Abortion wouldn't be an issue in the first place if it were not seen as morally wrong. This makes other types of justifications necessary. There are basically four types of justifications for abortion. One is legal and social rights, which includes personal freedom and privacy. The other three are health, family planning, and morality. The American pro-choice movement has focused on rights. We're now facing the unfortunate consequences of this because of the unexpected backlash. All rights exist only if society grants them. This makes rights vulnerable to being eroded whenever the social climate of moral opinion changes. The health justification places abortion in the hands of doctors, not women. Like rights, this access can also easily be diminished. And thanks to Reagan and the Pope, throughout the world the infrastructure of family planning that includes abortion has been severely damaged. We've been losing ground to the moral rhetoric and the resulting political clout of the religious right. I predict that we'll continue to do so as long as we rely mainly on legal, health, and family planning justifications. All three are dependent on the moral climate.
This is why I think the real battleground for abortion is morality. Morality is the most powerful justification of all because it is the broadest concept--the one that stands underneath all the others. Our side makes a strong moral case for social policy that promotes family planning and better parenting. This is important and necessary but not sufficient. We must also meet the opposition head on by challenging their depiction of abortion itself as immoral. Although our side does have moral justifications for the right to abortion, these are in the background and often not stated. We do say that abortion should be a woman's individual moral choice, but we do not put forth, in the foreground, a clearly defined moral perspective that justifies abortion by making a case for it being morally right. This alone would meet the fundamentalists' challenge that has defined the territory and the rhetoric. I believe that until we demonstrate that abortion is not only morally right, but also that those who oppose it are morally wrong, we will remain on the defensive and we will not sway the middle or the media, or galvanize our potential support.

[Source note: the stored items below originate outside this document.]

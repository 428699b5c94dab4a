use crate::dsp::delay::DelayLine;
use crate::graph::node::{GraphNode, RenderCtx};
use std::f32::consts::TAU;

/*
Chorus
======

A copy of the signal goes through a short delay whose time is swept by a sine
LFO. As the delay time moves, the copy's pitch bends slightly up and down;
blended with the dry signal it sounds like several players on the same part.

The panel exposes a single depth fader. Depth scales both the center delay
time and the LFO excursion around it, so one control moves the effect from a
faint shimmer to an obvious warble. The LFO rate is fixed at 1 Hz, the rate
the original circuit ran its modulator at.
*/

/// LFO sweep rate in Hz.
const LFO_RATE_HZ: f32 = 1.0;
/// Center delay range covered by the depth fader, in ms.
const MIN_CENTER_MS: f32 = 5.0;
const MAX_CENTER_MS: f32 = 35.0;
/// LFO excursion as a fraction of the center delay. Matches the original
/// circuit's modulator gain of 0.32.
const SWEEP_RATIO: f32 = 0.32;
/// Equal dry/wet blend.
const MIX: f32 = 0.5;

pub struct ChorusNode {
    line: DelayLine,
    lfo_phase: f32,
    center_ms: f32,
}

impl ChorusNode {
    /// `depth` is the panel fader position, 0.0..=1.0.
    pub fn new(depth: f32) -> Self {
        let mut node = Self {
            line: DelayLine::new(),
            lfo_phase: 0.0,
            center_ms: MIN_CENTER_MS,
        };
        node.set_depth(depth);
        node
    }

    pub fn set_depth(&mut self, depth: f32) {
        let depth = depth.clamp(0.0, 1.0);
        self.center_ms = MIN_CENTER_MS + (MAX_CENTER_MS - MIN_CENTER_MS) * depth;
    }

    pub fn depth(&self) -> f32 {
        (self.center_ms - MIN_CENTER_MS) / (MAX_CENTER_MS - MIN_CENTER_MS)
    }

    pub fn reset(&mut self) {
        self.line.reset();
        self.lfo_phase = 0.0;
    }
}

impl GraphNode for ChorusNode {
    fn render_block(&mut self, out: &mut [f32], ctx: &RenderCtx) {
        let phase_inc = TAU * LFO_RATE_HZ / ctx.sample_rate;

        for sample in out.iter_mut() {
            let sweep = self.lfo_phase.sin() * self.center_ms * SWEEP_RATIO;
            let delay_ms = self.center_ms + sweep;
            let delay_samples = (delay_ms * ctx.sample_rate / 1000.0).max(1.0);

            let wet = self.line.read_interpolated(delay_samples);
            self.line.write(*sample);

            *sample = *sample * (1.0 - MIX) + wet * MIX;

            self.lfo_phase += phase_inc;
            if self.lfo_phase >= TAU {
                self.lfo_phase -= TAU;
            }
        }
    }
}

#[cfg(test)]
mod tests {
    use super::*;

    fn ctx() -> RenderCtx {
        RenderCtx::from_freq(48_000.0, 440.0, 1.0)
    }

    #[test]
    fn thickens_a_steady_tone() {
        let mut node = ChorusNode::new(0.5);
        let mut buffer: Vec<f32> = (0..4096)
            .map(|i| (TAU * 220.0 * i as f32 / 48_000.0).sin())
            .collect();
        let dry = buffer.clone();

        node.render_block(&mut buffer, &ctx());

        // Past the initial delay fill the output must differ from the input
        assert!(buffer[2048..]
            .iter()
            .zip(&dry[2048..])
            .any(|(a, b)| (a - b).abs() > 1e-3));
        assert!(buffer.iter().all(|s| s.is_finite()));
    }

    #[test]
    fn output_level_stays_bounded() {
        let mut node = ChorusNode::new(1.0);
        let mut buffer = vec![1.0f32; 8192];
        node.render_block(&mut buffer, &ctx());
        assert!(buffer.iter().all(|s| s.abs() <= 1.5));
    }

    #[test]
    fn depth_fader_round_trips() {
        let mut node = ChorusNode::new(0.0);
        node.set_depth(0.75);
        assert!((node.depth() - 0.75).abs() < 1e-6);
    }
}
//! Keybed - audio stream setup and application runner

use color_eyre::eyre::{eyre, Result as EyreResult, WrapErr};
use cpal::traits::{DeviceTrait, HostTrait, StreamTrait};
use rtrb::RingBuffer;

use keybed::synth::{Command, Engine, EngineStatus, TakeSnapshot};
use keybed::MAX_BLOCK_SIZE;

use super::ui::UiApp;

/// Command ring capacity. A keypress burst never comes close to this.
const COMMAND_RING: usize = 256;
/// Audio scope ring capacity, a few callbacks' worth of samples.
const AUDIO_RING: usize = 8192;
const STATUS_RING: usize = 64;
const TAKE_RING: usize = 8;

/// Main application: owns nothing until `run`, which wires the audio
/// callback to the TUI through lock-free rings and takes over the terminal.
pub struct Keybed;

impl Keybed {
    pub fn new() -> Self {
        Self
    }

    /// Run the application (takes over the terminal, plays audio).
    pub fn run(self) -> EyreResult<()> {
        let host = cpal::default_host();
        let device = host
            .default_output_device()
            .ok_or_else(|| eyre!("no default output device available"))?;
        let config = device
            .default_output_config()
            .wrap_err("failed to fetch default output config")?;

        let sample_rate = config.sample_rate().0 as f32;
        let channels = config.channels() as usize;

        // UI -> audio: commands. Audio -> UI: scope samples, status, takes.
        let (cmd_tx, cmd_rx) = RingBuffer::<Command>::new(COMMAND_RING);
        let (mut audio_tx, audio_rx) = RingBuffer::<f32>::new(AUDIO_RING);
        let (mut status_tx, status_rx) = RingBuffer::<EngineStatus>::new(STATUS_RING);
        let (mut take_tx, take_rx) = RingBuffer::<TakeSnapshot>::new(TAKE_RING);

        let mut engine = Engine::new(sample_rate, cmd_rx);
        let initial_status = engine.status();

        let mut render_buf = vec![0.0f32; MAX_BLOCK_SIZE];

        let stream = device.build_output_stream(
            &config.into(),
            move |data: &mut [f32], _| {
                let total_frames = data.len() / channels;
                let mut frames_written = 0;

                while frames_written < total_frames {
                    let frames = (total_frames - frames_written).min(MAX_BLOCK_SIZE);
                    let block = &mut render_buf[..frames];

                    engine.render_block(block);

                    // Mono to all channels
                    let out_off = frames_written * channels;
                    for (i, &s) in block.iter().enumerate() {
                        for ch in 0..channels {
                            data[out_off + i * channels + ch] = s;
                        }
                    }

                    // Feed the visualizers. Dropped samples are fine, the
                    // scope only ever shows the most recent window.
                    for &s in block.iter() {
                        if audio_tx.push(s).is_err() {
                            break;
                        }
                    }

                    frames_written += frames;
                }

                let _ = status_tx.push(engine.status());
                if let Some(take) = engine.take_snapshot() {
                    let _ = take_tx.push(take);
                }
            },
            |err| eprintln!("audio error: {}", err),
            None,
        )?;

        stream.play()?;

        let mut terminal = ratatui::init();
        let result = UiApp::new(
            cmd_tx,
            audio_rx,
            status_rx,
            take_rx,
            initial_status,
            sample_rate,
        )
        .run(&mut terminal);
        ratatui::restore();

        result
    }
}

impl Default for Keybed {
    fn default() -> Self {
        Self::new()
    }
}
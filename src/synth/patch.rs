use crate::dsp::envelope::Adsr;
use crate::dsp::oscillator::Waveform;

/// A named front-panel sound: waveform plus envelope shape. Selecting a patch
/// sets both; the waveform selector can still override the wave afterwards.
#[cfg_attr(feature = "serde", derive(serde::Serialize, serde::Deserialize))]
#[derive(Debug, Clone, Copy)]
pub struct Patch {
    pub name: &'static str,
    pub waveform: Waveform,
    pub adsr: Adsr,
}

impl Patch {
    const fn new(name: &'static str, waveform: Waveform, adsr: Adsr) -> Self {
        Self {
            name,
            waveform,
            adsr,
        }
    }
}

/// Built-in patches. "Organ" carries the instrument's historical default
/// envelope (instant on, sustained full, one second tail).
pub const PATCHES: [Patch; 5] = [
    Patch::new(
        "Organ",
        Waveform::Sine,
        Adsr {
            attack: 0.0,
            decay: 1.0,
            sustain: 1.0,
            release: 1.0,
        },
    ),
    Patch::new(
        "Keys",
        Waveform::Triangle,
        Adsr {
            attack: 0.01,
            decay: 0.3,
            sustain: 0.7,
            release: 0.4,
        },
    ),
    Patch::new(
        "Pluck",
        Waveform::Sawtooth,
        Adsr {
            attack: 0.005,
            decay: 0.2,
            sustain: 0.0,
            release: 0.15,
        },
    ),
    Patch::new(
        "Pad",
        Waveform::Sawtooth,
        Adsr {
            attack: 0.4,
            decay: 0.3,
            sustain: 0.8,
            release: 1.2,
        },
    ),
    Patch::new(
        "Chip",
        Waveform::Square,
        Adsr {
            attack: 0.002,
            decay: 0.1,
            sustain: 0.6,
            release: 0.1,
        },
    ),
];

#[cfg(test)]
mod tests {
    use super::*;

    #[test]
    fn patch_envelopes_are_sane() {
        for patch in PATCHES {
            assert!(patch.adsr.attack >= 0.0, "{}", patch.name);
            assert!(patch.adsr.decay > 0.0, "{}", patch.name);
            assert!((0.0..=1.0).contains(&patch.adsr.sustain), "{}", patch.name);
            assert!(patch.adsr.release > 0.0, "{}", patch.name);
        }
    }

    #[test]
    fn default_patch_is_the_organ() {
        assert_eq!(PATCHES[0].name, "Organ");
        assert_eq!(PATCHES[0].adsr.attack, 0.0);
        assert_eq!(PATCHES[0].adsr.sustain, 1.0);
    }
}
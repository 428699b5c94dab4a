/// Context passed to graph nodes during rendering.
///
/// - `sample_rate`: audio sample rate (e.g. 48000.0)
/// - `frequency`: pitch to render, in Hz
/// - `velocity`: intensity 0.0..=1.0 (keyboard presses are always 1.0)
#[derive(Debug, Clone, Copy)]
pub struct RenderCtx {
    pub sample_rate: f32,
    pub frequency: f32,
    pub velocity: f32,
}

impl RenderCtx {
    pub fn from_freq(sample_rate: f32, frequency: f32, velocity: f32) -> Self {
        Self {
            sample_rate,
            frequency,
            velocity,
        }
    }
}

/// Core trait for audio processing graph nodes.
///
/// Sources fill the buffer; effects transform it in place. Either way the
/// node sees one block at a time, never longer than `MAX_BLOCK_SIZE`.
pub trait GraphNode: Send {
    fn render_block(&mut self, out: &mut [f32], ctx: &RenderCtx);
}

Abortion has become a focal point of the fundamentalist element all over the world because, unlike other issues that reveal their harshness, the pro-life verbiage gives them tremendous leverage. So much so, that they have chosen this issue as their lynchpin to make their stand and push their entire reactionary agenda. Because after all, who can back what they falsely label as "murdering babies?" Forcing their morality on the world, which includes keeping women prisoners of their biology and preventing movement toward equality between the sexes, is their real, not so hidden agenda.
WHO THEY ARE: Fundamentalists and Their Moral Framework
All moralities are embedded in a worldview. The fundamentalist worldview is authoritarian as it is essentially geared at controlling people. (I define "authoritarian" in two interrelated ways: first, when any person or belief system is unchallengeable and thus closed to feedback; and second, when either purports to know what's best for everyone.) Their worldview instills self-mistrust and fear through such doctrines as original sin, hell and retribution, and salvation through belief in dogma. Fundamentalists also fear the change and uncertainty of the modern world. Fear makes people more susceptible to authoritarian ways of establishing control. When authoritarian beliefs, whether religious or communist, are backed by the force of the state, the combination is deadly.
Fundamentalism is geared at creating emotional certainty through belief; consequently, it is static and essentially unchanging. It's anti-evolutionary, ahistorical, and apocalyptic. As many fundamentalists fear the world is doomed, they're concerned primarily with their own salvation. So they're often indifferent to the worldly repercussions of their agenda or its potential harm. Since they believe they should obey a higher law than any secular law, the Constitution and human-defined human rights hold little sway with them. This is why fundamentalists and modernists are locked in a battle for people's minds.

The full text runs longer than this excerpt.